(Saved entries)

* * * * * * * * *

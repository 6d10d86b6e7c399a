//! Engine configuration loaded with figment.
//!
//! Sources, later ones overriding earlier ones:
//! 1. [`EngineConfig::default`]
//! 2. `taskboard.toml`, `taskboard.yaml`, `taskboard.json` in the working
//!    directory, or one explicit file
//! 3. `TASKBOARD_*` environment variables

use crate::defaults::{
    COLUMN_DROP_PREFIX, DEFAULT_ACTIVITY_LIMIT, DEFAULT_BOARD_COLOR, DEFAULT_COLUMNS,
};
use crate::error::{BoardError, Result};
use figment::{
    providers::{Env, Format, Json, Serialized, Toml, Yaml},
    Figment,
};
use serde::{Deserialize, Serialize};
use std::path::{Path, PathBuf};
use tracing::debug;

/// Environment variable prefix
pub const ENV_PREFIX: &str = "TASKBOARD_";

/// What happens to the optimistic tree when a drag does not end in a
/// successful write
#[derive(Debug, Clone, Copy, Default, PartialEq, Eq, Serialize, Deserialize)]
#[serde(rename_all = "snake_case")]
pub enum MoveFailurePolicy {
    /// Move the task back to where the drag started
    #[default]
    Restore,
    /// Keep the optimistic arrangement until the next full reload
    Retain,
}

/// Engine settings
#[derive(Debug, Clone, PartialEq, Serialize, Deserialize)]
#[serde(default)]
pub struct EngineConfig {
    /// Root directory of the file-backed store
    pub data_dir: PathBuf,
    /// Actor recorded on log entries
    pub actor: Option<String>,
    pub on_move_failure: MoveFailurePolicy,
    /// Prefix of hover ids that name a column drop zone
    pub column_drop_prefix: String,
    /// Columns seeded into a new board
    pub default_columns: Vec<String>,
    pub default_color: String,
    /// Max entries kept in the in-memory activity log
    pub activity_limit: usize,
}

impl Default for EngineConfig {
    fn default() -> Self {
        Self {
            data_dir: PathBuf::from(".taskboard"),
            actor: None,
            on_move_failure: MoveFailurePolicy::default(),
            column_drop_prefix: COLUMN_DROP_PREFIX.to_string(),
            default_columns: DEFAULT_COLUMNS.iter().map(|c| c.to_string()).collect(),
            default_color: DEFAULT_BOARD_COLOR.to_string(),
            activity_limit: DEFAULT_ACTIVITY_LIMIT,
        }
    }
}

impl EngineConfig {
    /// Load from the default sources
    pub fn load() -> Result<Self> {
        Self::load_from(None)
    }

    /// Load with an explicit config file in place of discovery
    pub fn load_from(path: Option<&Path>) -> Result<Self> {
        Self::figment(path)
            .extract::<EngineConfig>()
            .map_err(|e| BoardError::Config {
                message: e.to_string(),
            })?
            .validated()
    }

    /// Build the figment with all sources in precedence order
    pub fn figment(path: Option<&Path>) -> Figment {
        let mut figment = Figment::from(Serialized::defaults(EngineConfig::default()));

        match path {
            Some(path) => {
                debug!(path = %path.display(), "loading explicit config file");
                figment = match path.extension().and_then(|e| e.to_str()) {
                    Some("yaml") | Some("yml") => figment.merge(Yaml::file(path)),
                    Some("json") => figment.merge(Json::file(path)),
                    _ => figment.merge(Toml::file(path)),
                };
            }
            None => {
                figment = figment
                    .merge(Toml::file("taskboard.toml"))
                    .merge(Yaml::file("taskboard.yaml"))
                    .merge(Json::file("taskboard.json"));
            }
        }

        figment.merge(Env::prefixed(ENV_PREFIX))
    }

    fn validated(self) -> Result<Self> {
        if self.column_drop_prefix.is_empty() {
            return Err(BoardError::Config {
                message: "column_drop_prefix must not be empty".into(),
            });
        }
        if self.default_columns.iter().any(|c| c.trim().is_empty()) {
            return Err(BoardError::Config {
                message: "default_columns must not contain blank titles".into(),
            });
        }
        if !crate::defaults::is_board_color(&self.default_color) {
            return Err(BoardError::Config {
                message: format!("unknown default_color '{}'", self.default_color),
            });
        }
        Ok(self)
    }

    pub fn with_data_dir(mut self, data_dir: impl Into<PathBuf>) -> Self {
        self.data_dir = data_dir.into();
        self
    }

    pub fn with_actor(mut self, actor: impl Into<String>) -> Self {
        self.actor = Some(actor.into());
        self
    }

    pub fn with_move_failure(mut self, policy: MoveFailurePolicy) -> Self {
        self.on_move_failure = policy;
        self
    }
}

* * * * * * * * *

◆ **Problem statement**
All lines in the entries above that hold the word "optimistic" need to be copied.

◆ **Problem solution**
/// What happens to the optimistic tree when a drag does not end in a
    /// Keep the optimistic arrangement until the next full reload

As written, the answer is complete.